Recently, it has been discovered that cannabis can also be used by those afflicted with Lyme disease. But how exactly does it work? In this article, we discuss how cannabis can affect the treatment of Lyme disease, and explore if it is indeed a revolutionary new method of ameliorating this ailment.


If you happen to be bitten by a deer tick, then suffer from rashes, head and body aches, chills, and nausea over the next few days, you are likely suffering from Lyme disease. Once the tick gets in contact with human skin, it initially injects a numbing agent that hinders its victims from feeling anything at first.

Ideally, this disease should be given treatment for a few weeks via prescribed antibiotics, and if left unattended, could turn into more chronic joint pains, and at worst, could even lead to meningitis. But if the tick was immediately detached from the skin in under 36 hours, contracting the disease is more unlikely.

Tick Ixodes Lyme


Medical experts naturally veer towards pharmaceutical treatment first when it comes to conditions such as Lyme disease. However, several studies have also been conducted to show how cannabis can be included as a treatment option.

This 2008 study[1], for one, showed how cannabis is effective against an “antibiotic-resistant” strain of MRSA. The study also points out that antiquated claims of cannabis increasing one’s vulnerability to infection is paradoxical, to say the least. In fact, the researchers argue for the strong antibacterial potential of numerous cannabinoids including CBC, THC, and of course, CBD.

First-hand accounts from Lyme disease sufferers, meanwhile, reveal how certain patients have used cannabis to combat symptoms of the infection. Particularly, high-CBD strains were used as a medication to replace other anti-inflammatory drugs. Another patient[2] claimed that the seizures she had been suffering from as a result of the disease had stopped after smoking cannabis. Again, this doesn’t come as a shock, given the noted anti-inflammatory and anticonvulsant mechanisms of CBD.
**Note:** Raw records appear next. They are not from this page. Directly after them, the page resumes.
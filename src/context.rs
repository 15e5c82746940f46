/// Process-lifetime state for one prediction service.
///
/// Built once at startup from the service configuration and shared with
/// every request worker through an `Arc`. Nothing in here is mutated after
/// construction; picking up a new model requires a restart.

use tracing::{error, info, warn};

use crate::align::MissingFeaturePolicy;
use crate::bundle;
use crate::config::ServiceConfig;
use crate::model::Domain;
use crate::pipeline::Predictor;

/// Whether the service can answer prediction requests.
pub enum ModelState {
    Ready {
        predictor: Box<dyn Predictor>,
        feature_order: Vec<String>,
    },
    /// Assets failed to load; the reason is echoed in 500 responses.
    Unavailable { reason: String },
}

pub struct AppContext {
    pub domain: Domain,
    pub name: String,
    pub port: u16,
    pub missing_features: MissingFeaturePolicy,
    pub usage_page: bool,
    pub normalize_path: bool,
    state: ModelState,
}

impl AppContext {
    /// Loads the model assets named by `config`. Load failures are logged
    /// and leave the context in the unavailable state instead of erroring.
    pub fn load(config: &ServiceConfig) -> Self {
        let state = match bundle::load_assets(&config.model_path, &config.feature_order_path) {
            Ok(assets) => {
                info!(
                    domain = %config.domain,
                    features = assets.feature_order.len(),
                    "model ready"
                );
                ModelState::Ready {
                    predictor: Box::new(assets.pipeline),
                    feature_order: assets.feature_order,
                }
            }
            Err(e) if e.is_missing() => {
                warn!(domain = %config.domain, error = %e, "model assets not found, run the training binary first");
                ModelState::Unavailable { reason: e.to_string() }
            }
            Err(e) => {
                error!(domain = %config.domain, error = %e, "failed to load model assets");
                ModelState::Unavailable { reason: e.to_string() }
            }
        };
        Self::with_state(config, state)
    }

    /// Context around an already-built predictor.
    pub fn ready(config: &ServiceConfig, predictor: Box<dyn Predictor>, feature_order: Vec<String>) -> Self {
        Self::with_state(config, ModelState::Ready { predictor, feature_order })
    }

    pub fn unavailable(config: &ServiceConfig, reason: impl Into<String>) -> Self {
        Self::with_state(config, ModelState::Unavailable { reason: reason.into() })
    }

    fn with_state(config: &ServiceConfig, state: ModelState) -> Self {
        Self {
            domain: config.domain,
            name: config.name.clone(),
            port: config.port,
            missing_features: config.missing_features,
            usage_page: config.usage_page,
            normalize_path: config.normalize_path,
            state,
        }
    }

    pub fn state(&self) -> &ModelState {
        &self.state
    }

    pub fn is_ready(&self) -> bool {
        matches!(self.state, ModelState::Ready { .. })
    }

    /// Health status string: `ok` or `model_missing`.
    pub fn status_label(&self) -> &'static str {
        if self.is_ready() { "ok" } else { "model_missing" }
    }

    /// Stored feature order, when the model is loaded.
    pub fn feature_order(&self) -> Option<&[String]> {
        match &self.state {
            ModelState::Ready { feature_order, .. } => Some(feature_order.as_slice()),
            ModelState::Unavailable { .. } => None,
        }
    }
}
fn respond(ctx: &AppContext, mut request: Request) {
    let reply = match read_body(request.as_reader(), MAX_BODY_BYTES) {
        Ok(body) => handle_request(ctx, request.method(), request.url(), &body),
        Err(e) => error_reply(&e),
    };

    if let Err(e) = request.respond(reply.into_response()) {
        warn!(error = %e, "failed to send response");
    }
}

// ---------------------------------------------------------------------------
// Tests
// ---------------------------------------------------------------------------

#[cfg(test)]
mod tests {
    use super::*;
    use crate::align::AlignedRow;
    use crate::config::ServiceConfig;
    use crate::error::PipelineError;
    use crate::model::{Domain, Prediction};

    /// Sums numeric features; fails on any string value.
    struct Summing;

    impl crate::pipeline::Predictor for Summing {
        fn predict(&self, row: &AlignedRow<'_>) -> Result<Prediction, PipelineError> {
            let mut total = 0.0;
            for (name, value) in row.iter() {
                match value {
                    Value::Number(n) => total += n.as_f64().unwrap_or(0.0),
                    Value::Null => {}
                    other => {
                        return Err(PipelineError::NotNumeric {
                            feature: name.to_string(),
                            value: other.to_string(),
                        });
                    }
                }
            }
            Ok(Prediction::Sequence(vec![total]))
        }
    }

    fn features() -> Vec<String> {
        vec!["MonsoonIntensity".to_string(), "Urbanization".to_string()]
    }

    fn ctx(domain: Domain) -> AppContext {
        AppContext::ready(&ServiceConfig::defaults_for(domain), Box::new(Summing), features())
    }

    fn post(ctx: &AppContext, url: &str, body: &str) -> HttpReply {
        handle_request(ctx, &Method::Post, url, body.as_bytes())
    }

    #[test]
    fn test_normalize_path() {
        assert_eq!(normalize_path("/predict_flood%20", true), "/predict_flood");
        assert_eq!(normalize_path("/predict_flood%20?x=1", true), "/predict_flood");
        assert_eq!(normalize_path("/predict_flood%20", false), "/predict_flood ");
        assert_eq!(normalize_path("/", true), "/");
    }

    #[test]
    fn test_root_reports_status() {
        let reply = handle_request(&ctx(Domain::Flood), &Method::Get, "/", b"");
        let body = reply.json_body().unwrap();
        assert_eq!(reply.status, 200);
        assert_eq!(body["service"], "Flood API");
        assert_eq!(body["status"], "ok");

        let config = ServiceConfig::defaults_for(Domain::Earthquake);
        let missing = AppContext::unavailable(&config, "Model file not found: Earthquake_model.bin");
        let body = handle_request(&missing, &Method::Get, "/", b"").json_body().unwrap();
        assert_eq!(body["status"], "model_missing");
        assert_eq!(body["endpoints"][0], "/predict_earthquake (POST)");
    }

    #[test]
    fn test_predict_flat_and_wrapped_bodies() {
        let ctx = ctx(Domain::Flood);

        let flat = post(&ctx, "/predict_flood", r#"{"MonsoonIntensity": 2, "Urbanization": 3}"#);
        assert_eq!(flat.status, 200);
        assert_eq!(flat.json_body().unwrap(), json!({ "flood_prediction": [5.0] }));

        let wrapped = post(
            &ctx,
            "/predict_flood",
            r#"{"data": {"Urbanization": 1, "MonsoonIntensity": 1, "extra": "ignored"}}"#,
        );
        assert_eq!(wrapped.json_body().unwrap(), json!({ "flood_prediction": [2.0] }));
    }

    #[test]
    fn test_trailing_whitespace_routes_when_enabled() {
        let reply = post(&ctx(Domain::Flood), "/predict_flood%20", r#"{"MonsoonIntensity": 1, "Urbanization": 1}"#);
        assert_eq!(reply.status, 200);

        let reply = post(&ctx(Domain::Earthquake), "/predict_earthquake%20", "{}");
        assert_eq!(reply.status, 404);
    }

    #[test]
    fn test_invalid_json_is_400() {
        for body in ["", "not json", "{\"a\":", "null"] {
            let reply = post(&ctx(Domain::Flood), "/predict_flood", body);
            assert_eq!(reply.status, 400, "body {:?}", body);
            assert_eq!(reply.json_body().unwrap()["error"], "invalid or empty JSON body");
        }
    }

    #[test]
    fn test_non_object_payload_is_400() {
        for body in ["[1, 2]", "42", r#"{"data": [1]}"#, r#"{"data": null}"#] {
            let reply = post(&ctx(Domain::Earthquake), "/predict_earthquake", body);
            assert_eq!(reply.status, 400, "body {:?}", body);
            assert!(reply.json_body().unwrap()["error"].as_str().unwrap().contains("JSON object"));
        }
    }

    #[test]
    fn test_reject_policy_lists_missing_features() {
        let reply = post(&ctx(Domain::Flood), "/predict_flood", r#"{"Urbanization": 3}"#);
        assert_eq!(reply.status, 400);
        assert_eq!(
            reply.json_body().unwrap(),
            json!({ "error": "Missing features", "missing": ["MonsoonIntensity"] })
        );
    }

    #[test]
    fn test_impute_policy_accepts_partial_records() {
        let reply = post(&ctx(Domain::Earthquake), "/predict_earthquake", r#"{"Urbanization": 3}"#);
        assert_eq!(reply.status, 200);
        assert_eq!(reply.json_body().unwrap(), json!({ "earthquake_prediction": [3.0] }));
    }

    #[test]
    fn test_prediction_failure_is_500_with_details() {
        let reply = post(
            &ctx(Domain::Earthquake),
            "/predict_earthquake",
            r#"{"MonsoonIntensity": "heavy"}"#,
        );
        assert_eq!(reply.status, 500);
        let body = reply.json_body().unwrap();
        assert_eq!(body["error"], "prediction failed");
        assert!(body["details"].as_str().unwrap().contains("MonsoonIntensity"));
    }

    #[test]
    fn test_model_unavailable_checked_before_body() {
        let config = ServiceConfig::defaults_for(Domain::Flood);
        let ctx = AppContext::unavailable(&config, "Model file not found: flood_model.bin");

        let reply = post(&ctx, "/predict_flood", "not json");
        assert_eq!(reply.status, 500);
        let body = reply.json_body().unwrap();
        assert_eq!(body["error"], "model not available");
        assert!(body["details"].as_str().unwrap().contains("flood_model.bin"));
    }

    #[test]
    fn test_usage_page_lists_features() {
        let reply = handle_request(&ctx(Domain::Flood), &Method::Get, "/predict_flood", b"");
        assert_eq!(reply.status, 200);
        assert!(reply.content_type.starts_with("text/html"));
        assert!(reply.body.contains("<h1>Flood API</h1>"));
        assert!(reply.body.contains("\"MonsoonIntensity\": \"&lt;value&gt;\""));
        assert!(reply.body.contains("&lt;value&gt;"));
        assert!(reply.body.contains("localhost:5000/predict_flood"));
    }

    #[test]
    fn test_get_predict_without_usage_page_is_405() {
        let reply = handle_request(&ctx(Domain::Earthquake), &Method::Get, "/predict_earthquake", b"");
        assert_eq!(reply.status, 405);
    }

    #[test]
    fn test_unknown_route_is_404() {
        let reply = handle_request(&ctx(Domain::Flood), &Method::Get, "/predict_earthquake", b"");
        assert_eq!(reply.status, 404);
        assert_eq!(reply.json_body().unwrap()["available_endpoints"][1], "/predict_flood");
    }

    #[test]
    fn test_body_over_limit_is_rejected() {
        let body = vec![b'x'; 11];
        let err = read_body(&mut &body[..], 10).unwrap_err();
        assert_eq!(err.status_code(), 400);
        assert!(err.to_json()["details"].as_str().unwrap().contains("exceeds 10 bytes"));

        assert_eq!(read_body(&mut &body[..10], 10).unwrap().len(), 10);
    }
}
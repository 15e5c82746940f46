/// Markdown model performance report.
///
/// Reads whichever bundles exist and renders one section per model from the
/// metadata recorded at training time. A model whose files are absent is
/// left out; a model whose files fail to load gets a warning line instead
/// of a section. Nothing in the report is hard-coded beyond headings.

use chrono::{DateTime, Local};
use std::fs;
use std::path::Path;
use tracing::{info, warn};

use crate::bundle;
use crate::config::ServiceConfig;
use crate::error::AssetError;
use crate::model::Domain;
use crate::training::metrics::EvaluationMetrics;

pub const DEFAULT_REPORT_FILE: &str = "Model_Performance_Report.md";

/// Number of feature names shown in a section.
const FEATURE_SAMPLE: usize = 10;

fn section_title(domain: Domain) -> &'static str {
    match domain {
        Domain::Earthquake => "## 🌋 Earthquake Detection Model",
        Domain::Flood => "## 🌊 Flood Prediction Model",
    }
}

fn display_name(domain: Domain) -> &'static str {
    match domain {
        Domain::Earthquake => "Earthquake",
        Domain::Flood => "Flood",
    }
}

fn file_name(path: &Path) -> String {
    path.file_name()
        .map(|n| n.to_string_lossy().into_owned())
        .unwrap_or_else(|| path.display().to_string())
}

/// Renders the section for one configured service.
fn model_section(service: &ServiceConfig) -> Result<String, AssetError> {
    let artifact = bundle::read_artifact(&service.model_path)?;
    let features = bundle::read_feature_order(&service.feature_order_path)?;
    let meta = artifact.bundle();

    let mut out = format!("{}\n", section_title(service.domain));
    out.push_str(&format!("**Model:** {}  \n", service.domain.model_description()));
    out.push_str(&format!("**Features used:** {}  \n", features.len()));

    let sample: Vec<&str> = features.iter().take(FEATURE_SAMPLE).map(String::as_str).collect();
    let more = if features.len() > FEATURE_SAMPLE { " ..." } else { "" };
    out.push_str(&format!("**Feature sample:** {:?}{}  \n", sample, more));

    match meta.and_then(|m| m.metrics.as_ref()) {
        Some(metrics) => {
            for (name, value) in metrics.headline() {
                out.push_str(&format!("**{}:** {} (held-out set)  \n", name, value));
            }
            if let EvaluationMetrics::Classification(report) = metrics {
                out.push_str("\n| Class | Precision | Recall | F1 | Support |\n");
                out.push_str("|-------|-----------|--------|----|---------|\n");
                for c in &report.classes {
                    out.push_str(&format!(
                        "| {} | {:.2} | {:.2} | {:.2} | {} |\n",
                        c.label, c.precision, c.recall, c.f1, c.support
                    ));
                }
                out.push('\n');
            }
        }
        None => out.push_str("**Metrics:** n/a  \n"),
    }

    if let Some(meta) = meta {
        out.push_str(&format!(
            "**Trained:** {} ({} train rows, {} test rows)  \n",
            meta.trained_at.format("%Y-%m-%d %H:%M:%S UTC"),
            meta.train_rows,
            meta.test_rows
        ));
    }
    out.push_str(&format!("**Model file:** `{}`  \n", file_name(&service.model_path)));
    out.push_str(&format!(
        "**Endpoint:** `{}` (port {})\n",
        service.domain.predict_path(),
        service.port
    ));
    Ok(out)
}

/// Builds the full report for `services` (one per domain).
pub fn build_report(services: &[ServiceConfig], report_path: &Path, generated_at: DateTime<Local>) -> String {
    let mut sections: Vec<String> = Vec::new();

    sections.push("# 🌍 Disaster Response and Prediction Platform".to_string());
    sections.push("### Model Performance Report".to_string());
    sections.push(format!("_Generated on {}_\n", generated_at.format("%Y-%m-%d %H:%M:%S")));

    sections.push("## ✅ Project Overview".to_string());
    let mut overview = String::from("\nThis project trains and serves disaster prediction models:\n");
    for service in services {
        overview.push_str(&format!(
            "- **{}** using {}\n",
            display_name(service.domain),
            service.domain.model_description()
        ));
    }
    overview.push_str("\nEach model is served over HTTP by its own prediction service.\n");
    sections.push(overview);

    for service in services {
        if !service.model_path.exists() {
            info!(domain = %service.domain, "no model file, section skipped");
            continue;
        }
        match model_section(service) {
            Ok(section) => sections.push(section),
            Err(e) => {
                warn!(domain = %service.domain, error = %e, "could not load model for report");
                sections.push(format!("⚠️ Could not load {} model: {}\n", display_name(service.domain), e));
            }
        }
    }

    sections.push("## ⚙️ API Integration".to_string());
    let mut api = String::from("\n| Model | Service | Endpoint | Port | Missing features |\n");
    api.push_str("|-------|---------|----------|------|------------------|\n");
    for service in services {
        api.push_str(&format!(
            "| {} | {} | `{}` | {} | {:?} |\n",
            display_name(service.domain),
            service.name,
            service.domain.predict_path(),
            service.port,
            service.missing_features
        ));
    }
    api.push_str("\nEach service accepts POST requests with a JSON object of features (or `{\"data\": {...}}`) and returns the prediction as JSON.\n");
    sections.push(api);

    sections.push("## 📦 Deliverables Summary".to_string());
    let mut deliverables = String::from("\n| Deliverable | Status | File |\n|-------------|--------|------|\n");
    for service in services {
        let name = display_name(service.domain);
        for (what, path) in [
            ("Model", &service.model_path),
            ("Feature Order", &service.feature_order_path),
        ] {
            let status = if path.exists() { "✅ Present" } else { "❌ Missing" };
            deliverables.push_str(&format!("| {} {} | {} | {} |\n", name, what, status, file_name(path)));
        }
    }
    deliverables.push_str(&format!("| Model Report | ✅ Generated | {} |\n", file_name(report_path)));
    sections.push(deliverables);

    sections.join("\n")
}

/// Builds and writes the report to `path`.
pub fn write_report(services: &[ServiceConfig], path: &Path) -> Result<String, AssetError> {
    let report = build_report(services, path, Local::now());
    fs::write(path, &report).map_err(|source| AssetError::Io {
        path: path.to_path_buf(),
        source,
    })?;
    info!(path = %path.display(), "report written");
    Ok(report)
}
//! Hazard Model Service - prediction server
//!
//! Serves one model domain over HTTP:
//! 1. Resolves the service configuration (services.toml or built-in defaults)
//! 2. Loads the model bundle and feature order once
//! 3. Serves health, prediction and usage endpoints on a worker pool
//!
//! A missing or unreadable model does not stop the server; it starts in the
//! `model_missing` state and answers prediction requests with 500.
//!
//! Usage:
//!   cargo run --release -- --domain flood
//!   cargo run --release -- --domain earthquake --port 8081
//!
//! Environment:
//!   HAZARD_MODEL_DIR - directory holding model and feature-order files
//!   RUST_LOG         - log filter (default: info)

use clap::Parser;
use hazard_service::config::{self, DEFAULT_CONFIG_PATH};
use hazard_service::context::AppContext;
use hazard_service::endpoint;
use hazard_service::logging;
use hazard_service::model::Domain;
use std::path::PathBuf;
use std::sync::Arc;

#[derive(Debug, Parser)]
#[command(name = "hazard_service", about = "Serve an earthquake or flood model over HTTP")]
struct Args {
    /// Model domain to serve
    #[arg(long, value_enum)]
    domain: Domain,

    /// Override the configured port
    #[arg(long)]
    port: Option<u16>,

    /// Service configuration file
    #[arg(long, default_value = DEFAULT_CONFIG_PATH)]
    config: PathBuf,

    /// Directory holding model assets (relative paths are resolved against it)
    #[arg(long, env = config::MODEL_DIR_ENV)]
    model_dir: Option<PathBuf>,
}

fn main() {
    dotenv::dotenv().ok();
    logging::init();
    let args = Args::parse();

    println!("🌍 Hazard Model Service");
    println!("=======================\n");

    println!("⚙️  Loading service configuration...");
    let mut service = match config::service_config(&args.config, args.domain, args.model_dir.as_deref()) {
        Ok(service) => service,
        Err(e) => {
            eprintln!("\n❌ Configuration error: {}\n", e);
            std::process::exit(1);
        }
    };
    if let Some(port) = args.port {
        service.port = port;
    }
    println!("✓ {} on port {}\n", service.name, service.port);

    println!("📦 Loading model assets...");
    println!("   Model:         {}", service.model_path.display());
    println!("   Feature order: {}", service.feature_order_path.display());
    let ctx = AppContext::load(&service);
    if ctx.is_ready() {
        println!("✓ Model ready ({} features)\n", ctx.feature_order().map(|f| f.len()).unwrap_or(0));
    } else {
        println!("⚠️  Model not available, serving with status model_missing\n");
    }

    println!("🚀 Starting HTTP endpoint server...");
    if let Err(e) = endpoint::start_endpoint_server(service.port, service.workers, Arc::new(ctx)) {
        eprintln!("\n❌ Endpoint server error: {}", e);
        std::process::exit(1);
    }
}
When it comes to dealing with infections or other diseases, CBD is often seen as the more effective option when compared to THC. This is why CBD oil is usually the go-to form of medication when the herb comes into play, as opposed to smokable forms such as joints or bongs. Even the 2008 study from above mentions how inhaling marijuana smoke can indeed lead to immunosuppression and other adverse side effects. Experts also advise patients to use cannabis medication mainly to alleviate the symptoms of Lyme disease, and not to turn their backs on antibiotics.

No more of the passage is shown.